Wednesday, January 19, 2011

Two Different Worlds

When two different countries from opposite sides of the globe combine, the results are quite surprising. Kazuo Ishiguro attempts to create a sort of complex word by both contrasting the different qualities in America and Japan and also mixing them throughout the offspring of Masuji Ono. Ishiguro is able to show the transition from the pre-Pearl Harbor era to the atomic bomb aftermath, showing the slow dilution of Japanese culture.

Masuji Ono, the protagonist of the story, is known to have been a famous artist. When he mets the daughters of Sugimura, who "was unquestionably amongst the city's most respected and influental men."(Ishiguro pg 7), he is praised by them, "He (Sugimura) had much respect for artists. Indeed, he knew of your work."(pg 9) Unsurprisingly, Sugimura was also an artist. What I noticed about this is that the Japanese had much respect for artists. Not the artist that sing hip-hop or appear in Hollywood movies, but the ones who do actual art- paintings, murals, masterpieces.

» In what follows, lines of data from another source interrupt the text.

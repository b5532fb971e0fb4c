//! Error types for tw-core

use thiserror::Error;

/// Core error type for Tablewright
#[derive(Error, Debug)]
pub enum CoreError {
    /// C001: Configuration file not found
    #[error("[C001] Config file not found: {path}")]
    ConfigNotFound { path: String },

    /// C002: Invalid configuration value
    #[error("[C002] Invalid config: {message}")]
    ConfigInvalid { message: String },

    /// C003: Migration file could not be parsed
    #[error("[C003] Failed to parse migration {path}: {details}")]
    MigrationParseError { path: String, details: String },

    /// C004: Two migration files share a name
    #[error("[C004] Duplicate migration name '{name}' in {path1} and {path2}")]
    DuplicateMigration {
        name: String,
        path1: String,
        path2: String,
    },

    /// C005: Migration directory not found
    #[error("[C005] Migration directory not found: {path}")]
    MigrationDirNotFound { path: String },

    /// C006: IO error with file path context
    #[error("[C006] Failed to read '{path}': {source}")]
    IoWithPath {
        path: String,
        source: std::io::Error,
    },

    /// C007: YAML parse error
    #[error("[C007] YAML parse error: {0}")]
    YamlParse(#[from] serde_yaml::Error),
}

/// Result type alias for CoreError
pub type CoreResult<T> = Result<T, CoreError>;
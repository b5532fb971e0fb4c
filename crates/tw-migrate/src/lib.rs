//! Migration engine for Tablewright.
//!
//! Runs table migrations against a [`tw_db::Connection`]: the schema-build
//! step executes inside a transaction with compensating cleanup, and seed
//! rows are inserted once the schema is committed.

pub mod error;
pub mod migration;
pub mod orchestrator;

pub use error::{MigrateError, MigrateResult};
pub use migration::{build_schema, Migration, SchemaBuildFn, SeedResolveFn};
pub use orchestrator::run_in_transaction;
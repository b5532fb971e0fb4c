//! tw-core - Core library for Tablewright
//!
//! This crate provides table definitions, identifier derivation, DDL
//! statement building, seed data resolution, and project/migration file
//! loading shared by the database and migration crates.

pub mod config;
pub mod ddl;
pub mod definition;
pub mod dialect;
pub mod error;
pub mod identifier;
pub mod migration;
pub mod seed;
pub(crate) mod serde_helpers;
pub mod sql_utils;
pub mod table_name;
pub mod timestamps;

pub use config::{Config, DatabaseConfig};
pub use ddl::{DdlBuilder, Statement, StatementKind};
pub use definition::{Column, ForeignKey, IndexKey, ReferentialAction, TableDefinition};
pub use dialect::Dialect;
pub use error::{CoreError, CoreResult};
pub use identifier::{derive_name, resolve_name, IdentifierKind};
pub use migration::{discover_migrations, MigrationDefinition};
pub use seed::{ResolvedRows, SeedColumn, SeedData, SeedRow, SeedValue};
pub use table_name::TableName;
pub use timestamps::{ResolvedSchema, TimestampColumns};
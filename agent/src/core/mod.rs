//! Experiment lifecycle: requests, the record registry and the coordinator

pub mod coordinator;
pub mod experiment;
pub mod registry;

pub use coordinator::{ExperimentPhase, LaunchOutcome, LifecycleCoordinator, RunReport};
pub use experiment::{ExperimentRequest, ExperimentSpec, ResolvedExperiment, Workload, DISK_SAFETY_MARGIN_BYTES};
pub use registry::{ExperimentIter, ExperimentRegistry, Liveness, ListedExperiment, ReleaseHandle};
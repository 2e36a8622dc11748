//! Shared logging utilities for consistent tracing across the CLI and workers

use crate::types::ProcessRole;
use chrono::{DateTime, Utc};
use tracing::{error, info};

/// Build the filter directive used by every binary in the workspace
pub fn filter_directive(log_level: Option<&str>) -> String {
    let base_level = log_level.unwrap_or("info");
    format!("agent={base_level},chaos_agent={base_level},shaper={base_level},shared={base_level}")
}

/// Initialize the stdout tracing subscriber with an optional log level
///
/// Safe to call more than once; later calls are ignored.
pub fn init_tracing(log_level: Option<&str>) {
    use tracing_subscriber::{EnvFilter, fmt};

    let directive = filter_directive(log_level);

    let _ = fmt()
        .with_env_filter(EnvFilter::new(&directive))
        .with_target(false)
        .with_thread_ids(false)
        .with_file(false)
        .with_line_number(false)
        .with_writer(std::io::stderr)
        .try_init();
}

/// Get formatted timestamp for consistent logging
pub fn format_timestamp() -> String {
    let now: DateTime<Utc> = Utc::now();
    now.format("%H:%M:%S%.3f").to_string()
}

/// Macro for process-aware info logging
#[macro_export]
macro_rules! process_info {
    ($role:expr, $($arg:tt)*) => {
        tracing::info!(
            process = %$role,
            timestamp = $crate::logging::format_timestamp(),
            $($arg)*
        );
    };
}

/// Macro for process-aware warning logging
#[macro_export]
macro_rules! process_warn {
    ($role:expr, $($arg:tt)*) => {
        tracing::warn!(
            process = %$role,
            timestamp = $crate::logging::format_timestamp(),
            $($arg)*
        );
    };
}

/// Macro for process-aware error logging
#[macro_export]
macro_rules! process_error {
    ($role:expr, $($arg:tt)*) => {
        tracing::error!(
            process = %$role,
            timestamp = $crate::logging::format_timestamp(),
            $($arg)*
        );
    };
}

/// Macro for process-aware debug logging
#[macro_export]
macro_rules! process_debug {
    ($role:expr, $($arg:tt)*) => {
        tracing::debug!(
            process = %$role,
            timestamp = $crate::logging::format_timestamp(),
            $($arg)*
        );
    };
}

/// Contextual logging helper for startup messages
pub fn log_startup(role: ProcessRole, details: &str) {
    info!(
        process = %role,
        timestamp = format_timestamp(),
        "🚀 Starting {}",
        details
    );
}

/// Contextual logging helper for shutdown messages
pub fn log_shutdown(role: ProcessRole, reason: &str) {
    info!(
        process = %role,
        timestamp = format_timestamp(),
        "🛑 Shutting down: {}",
        reason
    );
}

/// Contextual logging helper for error conditions
pub fn log_error(role: ProcessRole, context: &str, error: &dyn std::fmt::Display) {
    error!(
        process = %role,
        timestamp = format_timestamp(),
        error = %error,
        "❌ {} failed: {}",
        context,
        error
    );
}

/// Contextual logging helper for success conditions
pub fn log_success(role: ProcessRole, message: &str) {
    info!(
        process = %role,
        timestamp = format_timestamp(),
        "✅ {}",
        message
    );
}
//! Shared helpers for agent integration tests
#![allow(dead_code)]

use std::path::Path;
use std::process::{Command, Stdio};
use std::time::Duration;

use agent::services::{RecordStore, SystemProcessProbe};
use agent::{AgentConfig, ProcessProbe};
use shared::{ExperimentRecord, Parameters, Target};

/// Config rooted at `dir` with timings short enough for tests
pub fn config(dir: &Path) -> AgentConfig {
    AgentConfig::default()
        .with_state_dir(dir)
        .with_grace_period(Duration::from_secs(2))
        .with_poll_interval(Duration::from_millis(20))
}

/// A `sleep` child reaped by a background thread as soon as it exits
///
/// Killed on drop so a failing test never leaves it behind.
pub struct Sleeper {
    pub pid: u32,
}

impl Sleeper {
    pub fn spawn() -> Self {
        let mut child = Command::new("sleep")
            .arg("30")
            .stdin(Stdio::null())
            .spawn()
            .expect("sleep should be available");
        let pid = child.id();
        std::thread::spawn(move || {
            let _ = child.wait();
        });
        Self { pid }
    }
}

impl Drop for Sleeper {
    fn drop(&mut self) {
        let _ = SystemProcessProbe::new().kill(self.pid);
    }
}

/// Store a record owned by `pid` as if another process had created it
pub fn plant_record(dir: &Path, target: Target, pid: u32) -> ExperimentRecord {
    let mut params = Parameters::new();
    params.insert("bytes".to_string(), "1048576".to_string());
    let record = ExperimentRecord::new(target, "load", pid, params);
    RecordStore::new(dir).write_new(&record).expect("record should be written");
    record
}

/// Poll `check` every 20ms until it holds or `timeout` runs out
pub async fn eventually(timeout: Duration, mut check: impl FnMut() -> bool) -> bool {
    let deadline = tokio::time::Instant::now() + timeout;
    while tokio::time::Instant::now() < deadline {
        if check() {
            return true;
        }
        tokio::time::sleep(Duration::from_millis(20)).await;
    }
    check()
}

/// A pid that belongs to no running process
pub fn dead_pid() -> u32 {
    let mut child = Command::new("true").spawn().expect("true should be available");
    let pid = child.id();
    child.wait().expect("true should exit");
    pid
}
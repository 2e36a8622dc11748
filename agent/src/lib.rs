//! Fault-injection agent
//!
//! Starts CPU, memory, disk and network experiments on the local host, tracks
//! each one as an ownership record on disk, and stops them again on request,
//! on a deadline or when the owning process receives a signal.

pub mod cli;
pub mod config;
pub mod core;
pub mod error;
pub mod runners;
pub mod services;
pub mod traits;

// Re-export commonly used types
pub use config::{AgentConfig, LaunchConfig};
pub use core::{
    ExperimentPhase, ExperimentRegistry, ExperimentRequest, ExperimentSpec, LaunchOutcome, LifecycleCoordinator,
    Liveness, ListedExperiment, RunReport,
};
pub use error::{AgentError, AgentResult, ErrorCategory};
pub use traits::{ProcessLauncher, ProcessProbe, Runner, SystemResources};
//! Shared types for the chaos agent workspace
//!
//! Contains the experiment record persisted by the registry, the runner
//! outcome shared by every workload, and the logging setup used by all
//! binaries and libraries in the workspace.

pub mod errors;
pub mod logging;
pub mod types;

pub use errors::*;
pub use types::*;
//! On-disk experiment record store
//!
//! Layout is `<root>/<target>/<id>.json`, one pretty-printed record per file.
//! Records are written to a hidden sibling first and hard-linked into place, so
//! a reader never sees a half-written record and an existing one is never
//! replaced.

use std::fs;
use std::io::{ErrorKind, Write};
use std::path::{Path, PathBuf};

use shared::{process_debug, process_warn, ExperimentId, ExperimentRecord, ProcessRole, Target};

use crate::error::{AgentError, AgentResult};

const RECORD_EXTENSION: &str = "json";

/// File-backed store of experiment records
#[derive(Debug, Clone)]
pub struct RecordStore {
    root: PathBuf,
    role: ProcessRole,
}

impl RecordStore {
    pub fn new(root: impl Into<PathBuf>) -> Self {
        Self {
            root: root.into(),
            role: ProcessRole::Cli,
        }
    }

    /// Configure the role reported in log lines (fluent API)
    pub fn with_role(mut self, role: ProcessRole) -> Self {
        self.role = role;
        self
    }

    pub fn root(&self) -> &Path {
        &self.root
    }

    pub fn target_dir(&self, target: Target) -> PathBuf {
        self.root.join(target.as_str())
    }

    pub fn record_path(&self, target: Target, id: &ExperimentId) -> PathBuf {
        self.target_dir(target).join(format!("{}.{}", id, RECORD_EXTENSION))
    }

    /// Write a brand new record; fails if a record with the same id exists
    pub fn write_new(&self, record: &ExperimentRecord) -> AgentResult<PathBuf> {
        check_id(record.target, &record.id)?;

        let dir = self.target_dir(record.target);
        fs::create_dir_all(&dir).map_err(|e| AgentError::store("create directory", &dir, e))?;

        let final_path = self.record_path(record.target, &record.id);
        let temp_path = dir.join(format!(".{}.tmp", record.id));
        let content = record.to_json_pretty()?;

        let written = fs::File::create(&temp_path)
            .and_then(|mut file| {
                file.write_all(content.as_bytes())?;
                file.sync_all()
            })
            .map_err(|e| AgentError::store("write", &temp_path, e));
        if let Err(e) = written {
            let _ = fs::remove_file(&temp_path);
            return Err(e);
        }

        // Linking fails with AlreadyExists instead of replacing the target
        let linked = fs::hard_link(&temp_path, &final_path).map_err(|e| AgentError::store("create", &final_path, e));
        if let Err(e) = fs::remove_file(&temp_path) {
            process_warn!(self.role, "⚠️ Failed to remove {}: {}", temp_path.display(), e);
        }
        linked?;

        process_debug!(self.role, "📝 Wrote record {}", final_path.display());
        Ok(final_path)
    }

    /// Read one record; `None` when no such file exists
    pub fn read(&self, target: Target, id: &ExperimentId) -> AgentResult<Option<ExperimentRecord>> {
        check_id(target, id)?;
        let path = self.record_path(target, id);
        match fs::read_to_string(&path) {
            Ok(content) => Ok(Some(ExperimentRecord::from_json(&content)?)),
            Err(e) if e.kind() == ErrorKind::NotFound => Ok(None),
            Err(e) => Err(AgentError::store("read", &path, e)),
        }
    }

    /// Delete a record, but only if it still belongs to `owner` when one is given
    ///
    /// Returns whether a file was removed. A missing file is not an error.
    pub fn remove_if_owned(&self, target: Target, id: &ExperimentId, owner: Option<u32>) -> AgentResult<bool> {
        check_id(target, id)?;
        let path = self.record_path(target, id);

        if let Some(owner_pid) = owner {
            match fs::read_to_string(&path) {
                Ok(content) => {
                    if let Ok(record) = ExperimentRecord::from_json(&content) {
                        if record.pid != 0 && record.pid != owner_pid {
                            process_debug!(
                                self.role,
                                "Keeping record {} owned by pid {} (not {})",
                                id,
                                record.pid,
                                owner_pid
                            );
                            return Ok(false);
                        }
                    }
                }
                Err(e) if e.kind() == ErrorKind::NotFound => return Ok(false),
                Err(e) => return Err(AgentError::store("read", &path, e)),
            }
        }

        match fs::remove_file(&path) {
            Ok(()) => Ok(true),
            Err(e) if e.kind() == ErrorKind::NotFound => Ok(false),
            Err(e) => Err(AgentError::store("remove", &path, e)),
        }
    }

    /// Lazily walk every readable record of a target
    pub fn scan(&self, target: Target) -> AgentResult<RecordScan> {
        let dir = self.target_dir(target);
        let entries = match fs::read_dir(&dir) {
            Ok(entries) => Some(entries),
            Err(e) if e.kind() == ErrorKind::NotFound => None,
            Err(e) => return Err(AgentError::store("list", &dir, e)),
        };
        Ok(RecordScan {
            entries,
            target,
            role: self.role,
        })
    }
}

/// Ids become file names, so anything that could escape the target directory is unknown
fn check_id(target: Target, id: &ExperimentId) -> AgentResult<()> {
    let raw = id.as_str();
    let safe = !raw.is_empty()
        && !raw.starts_with('.')
        && raw.chars().all(|c| c.is_ascii_alphanumeric() || c == '-' || c == '_');
    if safe {
        Ok(())
    } else {
        Err(AgentError::RecordNotFound {
            target,
            id: raw.to_string(),
        })
    }
}

/// Single-pass iterator over the records of one target
///
/// Unreadable and malformed files are skipped with a warning.
pub struct RecordScan {
    entries: Option<fs::ReadDir>,
    target: Target,
    role: ProcessRole,
}

impl Iterator for RecordScan {
    type Item = ExperimentRecord;

    fn next(&mut self) -> Option<Self::Item> {
        let entries = self.entries.as_mut()?;
        for entry in entries.by_ref() {
            let path = match entry {
                Ok(entry) => entry.path(),
                Err(e) => {
                    process_warn!(self.role, "⚠️ Skipping unreadable {} entry: {}", self.target, e);
                    continue;
                }
            };

            let is_record = path.extension().and_then(|e| e.to_str()) == Some(RECORD_EXTENSION)
                && !path
                    .file_name()
                    .and_then(|n| n.to_str())
                    .map_or(true, |n| n.starts_with('.'));
            if !is_record || !path.is_file() {
                continue;
            }

            let parsed = fs::read_to_string(&path)
                .map_err(|e| e.to_string())
                .and_then(|content| ExperimentRecord::from_json(&content).map_err(|e| e.to_string()));
            match parsed {
                Ok(record) => return Some(record),
                Err(reason) => {
                    process_warn!(self.role, "⚠️ Skipping malformed record {}: {}", path.display(), reason);
                }
            }
        }
        None
    }
}

#[cfg(test)]
mod tests {
    use super::*;
    use shared::Parameters;
    use tempfile::TempDir;

    fn record(target: Target, pid: u32) -> ExperimentRecord {
        let mut params = Parameters::new();
        params.insert("bytes".to_string(), "1048576".to_string());
        ExperimentRecord::new(target, "load", pid, params)
    }

    #[test]
    fn test_write_then_read() {
        let dir = TempDir::new().unwrap();
        let store = RecordStore::new(dir.path());
        let rec = record(Target::Mem, 42);

        let path = store.write_new(&rec).unwrap();

        assert_eq!(path, dir.path().join("mem").join(format!("{}.json", rec.id)));
        assert_eq!(store.read(Target::Mem, &rec.id).unwrap(), Some(rec));
    }

    #[test]
    fn test_write_leaves_no_temp_files() {
        let dir = TempDir::new().unwrap();
        let store = RecordStore::new(dir.path());
        store.write_new(&record(Target::Cpu, 1)).unwrap();

        let names: Vec<_> = fs::read_dir(dir.path().join("cpu"))
            .unwrap()
            .map(|e| e.unwrap().file_name().to_string_lossy().to_string())
            .collect();
        assert_eq!(names.len(), 1);
        assert!(names[0].ends_with(".json"));
    }

    #[test]
    fn test_write_refuses_existing_id() {
        let dir = TempDir::new().unwrap();
        let store = RecordStore::new(dir.path());
        let rec = record(Target::Disk, 7);
        store.write_new(&rec).unwrap();

        assert!(matches!(store.write_new(&rec), Err(AgentError::StateStore { .. })));
    }

    /// A second writer with the same id never replaces the first record
    #[test]
    fn test_colliding_write_keeps_original_record() {
        // Arrange
        let dir = TempDir::new().unwrap();
        let store = RecordStore::new(dir.path());
        let original = record(Target::Disk, 7);
        store.write_new(&original).unwrap();
        let mut rival = record(Target::Disk, 8);
        rival.id = original.id.clone();

        // Act
        let err = store.write_new(&rival).unwrap_err();

        // Assert
        match err {
            AgentError::StateStore { source, .. } => assert_eq!(source.kind(), ErrorKind::AlreadyExists),
            other => panic!("unexpected error: {other:?}"),
        }
        assert_eq!(store.read(Target::Disk, &original.id).unwrap(), Some(original));
        let names: Vec<_> = fs::read_dir(dir.path().join("disk"))
            .unwrap()
            .map(|e| e.unwrap().file_name().to_string_lossy().to_string())
            .collect();
        assert_eq!(names.len(), 1, "{names:?}");
    }

    #[test]
    fn test_remove_respects_owner() {
        let dir = TempDir::new().unwrap();
        let store = RecordStore::new(dir.path());
        let rec = record(Target::Net, 100);
        store.write_new(&rec).unwrap();

        assert!(!store.remove_if_owned(Target::Net, &rec.id, Some(200)).unwrap());
        assert!(store.read(Target::Net, &rec.id).unwrap().is_some());

        assert!(store.remove_if_owned(Target::Net, &rec.id, Some(100)).unwrap());
        assert!(store.read(Target::Net, &rec.id).unwrap().is_none());
        assert!(!store.remove_if_owned(Target::Net, &rec.id, None).unwrap());
    }

    #[test]
    fn test_scan_skips_malformed_and_foreign_files() {
        let dir = TempDir::new().unwrap();
        let store = RecordStore::new(dir.path());
        let good = record(Target::Mem, 5);
        store.write_new(&good).unwrap();

        let mem_dir = dir.path().join("mem");
        fs::write(mem_dir.join("broken.json"), "{ not json").unwrap();
        fs::write(mem_dir.join("notes.txt"), "ignore me").unwrap();
        fs::write(mem_dir.join(".pending.tmp"), "{}").unwrap();

        let found: Vec<_> = store.scan(Target::Mem).unwrap().collect();
        assert_eq!(found, vec![good]);
    }

    #[test]
    fn test_scan_of_missing_target_is_empty() {
        let dir = TempDir::new().unwrap();
        let store = RecordStore::new(dir.path());
        assert_eq!(store.scan(Target::Cpu).unwrap().count(), 0);
    }

    #[test]
    fn test_unknown_fields_and_missing_params_accepted() {
        let dir = TempDir::new().unwrap();
        let store = RecordStore::new(dir.path());
        fs::create_dir_all(dir.path().join("cpu")).unwrap();
        fs::write(
            dir.path().join("cpu").join("abc-123.json"),
            r#"{"id":"abc-123","target":"cpu","action":"load","pid":9,"startedAt":"2024-01-01T00:00:00Z","extra":true}"#,
        )
        .unwrap();

        let rec = store.read(Target::Cpu, &ExperimentId::from("abc-123")).unwrap().unwrap();
        assert_eq!(rec.pid, 9);
        assert!(rec.params.is_empty());
    }

    #[test]
    fn test_path_like_ids_are_rejected() {
        let dir = TempDir::new().unwrap();
        let store = RecordStore::new(dir.path());
        for bad in ["../escape", "a/b", "", ".hidden"] {
            assert!(matches!(
                store.read(Target::Cpu, &ExperimentId::from(bad)),
                Err(AgentError::RecordNotFound { .. })
            ));
        }
    }
}
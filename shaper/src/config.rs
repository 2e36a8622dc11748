//! Shaping parameters and their validation

use std::time::Duration;

use crate::error::{ShaperError, ShaperResult};

/// Filter used when the operator supplies an empty expression (matches everything)
pub const DEFAULT_FILTER: &str = "true";

/// Operator-facing shaping parameters, as received from the command line
#[derive(Debug, Clone, PartialEq)]
pub struct ShapingConfig {
    pub filter: String,
    pub delay_ms: i64,
    pub jitter_ms: i64,
    pub loss_percent: f64,
    pub bandwidth_kbps: i64,
}

impl Default for ShapingConfig {
    fn default() -> Self {
        Self {
            filter: DEFAULT_FILTER.to_string(),
            delay_ms: 100,
            jitter_ms: 0,
            loss_percent: 0.0,
            bandwidth_kbps: 0,
        }
    }
}

impl ShapingConfig {
    /// Check every parameter and convert into an engine session description.
    ///
    /// Runs before any capture session is opened.
    pub fn validate(&self) -> ShaperResult<ShapingSession> {
        let delay_ms = non_negative("delay", self.delay_ms)?;
        let jitter_ms = non_negative("jitter", self.jitter_ms)?;
        let bandwidth_kbps = non_negative("bandwidth", self.bandwidth_kbps)?;

        if !(0.0..=100.0).contains(&self.loss_percent) {
            return Err(ShaperError::InvalidConfig {
                field: "loss".to_string(),
                value: self.loss_percent.to_string(),
                reason: "must be between 0 and 100".to_string(),
            });
        }

        let filter = self.filter.trim();
        let filter_expression = if filter.is_empty() {
            DEFAULT_FILTER.to_string()
        } else {
            filter.to_string()
        };

        Ok(ShapingSession {
            filter_expression,
            base_delay: Duration::from_millis(delay_ms),
            jitter_bound: Duration::from_millis(jitter_ms),
            loss_probability: self.loss_percent / 100.0,
            bandwidth_cap_bytes_per_second: bandwidth_kbps.saturating_mul(1000) / 8,
        })
    }
}

fn non_negative(field: &str, value: i64) -> ShaperResult<u64> {
    u64::try_from(value).map_err(|_| ShaperError::InvalidConfig {
        field: field.to_string(),
        value: value.to_string(),
        reason: "must be zero or positive".to_string(),
    })
}

/// Validated parameters of one shaping run
#[derive(Debug, Clone, PartialEq)]
pub struct ShapingSession {
    pub filter_expression: String,
    pub base_delay: Duration,
    pub jitter_bound: Duration,
    /// Fraction in [0, 1]
    pub loss_probability: f64,
    /// 0 means unconstrained
    pub bandwidth_cap_bytes_per_second: u64,
}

There is also a deep sense of patriotism and securing the right future for your children and their children. Ono was one the people behind the imperialist movement that eventually pushed Japan into getting involved in WWII. However both Ono and Sugimura, who happened to be very well respected man, have quite a bit of differences with the children of the current times of the latter part of the first hundred pages.

Ono's grandson Icharo, appears to be a weird, complex kid. The first scene where I noticed this was when Icharo was pretending to be a cowboy, which is a crucial part of West American culture at the time the book was written. However, Icharo is also interested in painting. There is a scene where Ono notices that Icharo is a "promising" kid. The problem comes when Ono invites Icharo to the movies- Icharo somehow loses concentration to the point where "the shapes merged and became meaningless."(pg 34) Then all of a sudden he gets up and speaks cowboy. Ishiguro does this to show how the combination of American and Japanese values led to a bit of chaos- the "shapes merged and became meaningless".

After thinking about these two passages, I gathered more clues from my own knowledge. I know that once the the Japanese surrendered to the Americans, they had to give up their military, or most of it. Americans then volunteered to become the Japanese army. That move probably brought in quite a bit of globalization and a strange mix of cultures. I mean, look at Japan today- it's a place full of technology with mass population and a fast-growing economy and population. I probably need to keep reading more, but what I am getting is that Ishiguro wants to use Ono in order to reflect his views on the slow loss of original Japanese culture, that is, before the war.

1 comment:

  1. I think you mean the slow loss of Japanese culture after the war. Yet, your passage makes much sense, especially since Ono stopped painting and was well aware that his grandson, Ichiro was behaving quite differently. I believe Ishiguro is trying to use Ichiro as the new, modern Japanses culture that is to emerge from the bombed-out ruins of Imperial Japan. Nt only do we see such strange behavior on Ichiro as trying to talk English and be a cowboy, but we also see this in Ono's son-in-law, Suichi. He says, " Brave young men die for stupid causes, and the real culprits are still with us" (58). Suichi refers to tha people who caused the whole war and such unpatriotic talk about how the war was worthless would've been received in a different tone. The war caused great devastation, not only on human lives, but also changed the way Japan saw the world, more or less, the Western half of it.